**Exercise directions**
Send back every line of the data exactly.
*** Opening Data to process ***
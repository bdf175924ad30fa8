//! `SQLite` connection pool with WAL mode and foreign keys enabled.
//!
//! Uses `r2d2` connection pooling with `r2d2_sqlite` backend. The
//! [`PragmaCustomizer`] runs on each new connection to ensure WAL mode,
//! foreign keys, and performance pragmas are set.

use r2d2::Pool;
use r2d2_sqlite::SqliteConnectionManager;
use rusqlite::Connection;

use crate::errors::Result;

/// Alias for the connection pool type.
pub type ConnectionPool = Pool<SqliteConnectionManager>;

/// Alias for a pooled connection.
pub type PooledConnection = r2d2::PooledConnection<SqliteConnectionManager>;

/// Configuration for the connection pool.
#[derive(Clone, Debug)]
pub struct ConnectionConfig {
    /// Maximum pool size (default: 8).
    pub pool_size: u32,
    /// Busy timeout in milliseconds (default: 30000).
    pub busy_timeout_ms: u32,
    /// Cache size in KiB (default: 4096 = 4 MB).
    pub cache_size_kib: i64,
}

impl Default for ConnectionConfig {
    fn default() -> Self {
        Self {
            pool_size: 8,
            busy_timeout_ms: 30_000,
            cache_size_kib: 4096,
        }
    }
}

/// `SQLite` pragma customizer that runs on each new connection.
#[derive(Debug)]
struct PragmaCustomizer {
    busy_timeout_ms: u32,
    cache_size_kib: i64,
}

impl r2d2::CustomizeConnection<Connection, rusqlite::Error> for PragmaCustomizer {
    fn on_acquire(&self, conn: &mut Connection) -> std::result::Result<(), rusqlite::Error> {
        conn.execute_batch(&format!(
            "PRAGMA journal_mode = WAL;\
             PRAGMA busy_timeout = {};\
             PRAGMA foreign_keys = ON;\
             PRAGMA cache_size = -{};\
             PRAGMA synchronous = NORMAL;",
            self.busy_timeout_ms, self.cache_size_kib
        ))?;
        Ok(())
    }
}

/// Create an in-memory connection pool (for testing).
///
/// Pool size is pinned to 1: each in-memory connection is its own database,
/// so a wider pool would hand out connections that never saw the migrations.
pub fn new_in_memory(config: &ConnectionConfig) -> Result<ConnectionPool> {
    let manager = SqliteConnectionManager::memory();
    let pool = Pool::builder()
        .max_size(1)
        .connection_timeout(std::time::Duration::from_secs(5))
        .connection_customizer(Box::new(PragmaCustomizer {
            busy_timeout_ms: config.busy_timeout_ms,
            cache_size_kib: config.cache_size_kib,
        }))
        .build(manager)?;
    Ok(pool)
}

/// Create a file-backed connection pool.
pub fn new_file(path: &str, config: &ConnectionConfig) -> Result<ConnectionPool> {
    let manager = SqliteConnectionManager::file(path);
    let pool = Pool::builder()
        .max_size(config.pool_size)
        .connection_timeout(std::time::Duration::from_secs(5))
        .connection_customizer(Box::new(PragmaCustomizer {
            busy_timeout_ms: config.busy_timeout_ms,
            cache_size_kib: config.cache_size_kib,
        }))
        .build(manager)?;
    Ok(pool)
}

// ─────────────────────────────────────────────────────────────────────────────
// Tests
// ─────────────────────────────────────────────────────────────────────────────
*** Closing Data to process ***
**Your response**
repository bdf175924ad30fa8
//! `SQLite` connection pool with WAL mode and foreign keys enabled.
//!
//! Uses `r2d2` connection pooling with `r2d2_sqlite` backend. The
//! [`PragmaCustomizer`] runs on each new connection to ensure WAL mode,
//! foreign keys, and performance pragmas are set.

use r2d2::Pool;
use r2d2_sqlite::SqliteConnectionManager;
use rusqlite::Connection;

use crate::errors::Result;

/// Alias for the connection pool type.
pub type ConnectionPool = Pool<SqliteConnectionManager>;

/// Alias for a pooled connection.
pub type PooledConnection = r2d2::PooledConnection<SqliteConnectionManager>;

/// Configuration for the connection pool.
#[derive(Clone, Debug)]
pub struct ConnectionConfig {
    /// Maximum pool size (default: 8).
    pub pool_size: u32,
    /// Busy timeout in milliseconds (default: 30000).
    pub busy_timeout_ms: u32,
    /// Cache size in KiB (default: 4096 = 4 MB).
    pub cache_size_kib: i64,
}

impl Default for ConnectionConfig {
    fn default() -> Self {
        Self {
            pool_size: 8,
            busy_timeout_ms: 30_000,
            cache_size_kib: 4096,
        }
    }
}

/// `SQLite` pragma customizer that runs on each new connection.
#[derive(Debug)]
struct PragmaCustomizer {
    busy_timeout_ms: u32,
    cache_size_kib: i64,
}

impl r2d2::CustomizeConnection<Connection, rusqlite::Error> for PragmaCustomizer {
    fn on_acquire(&self, conn: &mut Connection) -> std::result::Result<(), rusqlite::Error> {
        conn.execute_batch(&format!(
            "PRAGMA journal_mode = WAL;\
             PRAGMA busy_timeout = {};\
             PRAGMA foreign_keys = ON;\
             PRAGMA cache_size = -{};\
             PRAGMA synchronous = NORMAL;",
            self.busy_timeout_ms, self.cache_size_kib
        ))?;
        Ok(())
    }
}

/// Create an in-memory connection pool (for testing).
///
/// Pool size is pinned to 1: each in-memory connection is its own database,
/// so a wider pool would hand out connections that never saw the migrations.
pub fn new_in_memory(config: &ConnectionConfig) -> Result<ConnectionPool> {
    let manager = SqliteConnectionManager::memory();
    let pool = Pool::builder()
        .max_size(1)
        .connection_timeout(std::time::Duration::from_secs(5))
        .connection_customizer(Box::new(PragmaCustomizer {
            busy_timeout_ms: config.busy_timeout_ms,
            cache_size_kib: config.cache_size_kib,
        }))
        .build(manager)?;
    Ok(pool)
}

/// Create a file-backed connection pool.
pub fn new_file(path: &str, config: &ConnectionConfig) -> Result<ConnectionPool> {
    let manager = SqliteConnectionManager::file(path);
    let pool = Pool::builder()
        .max_size(config.pool_size)
        .connection_timeout(std::time::Duration::from_secs(5))
        .connection_customizer(Box::new(PragmaCustomizer {
            busy_timeout_ms: config.busy_timeout_ms,
            cache_size_kib: config.cache_size_kib,
        }))
        .build(manager)?;
    Ok(pool)
}

// ─────────────────────────────────────────────────────────────────────────────
// Tests
// ─────────────────────────────────────────────────────────────────────────────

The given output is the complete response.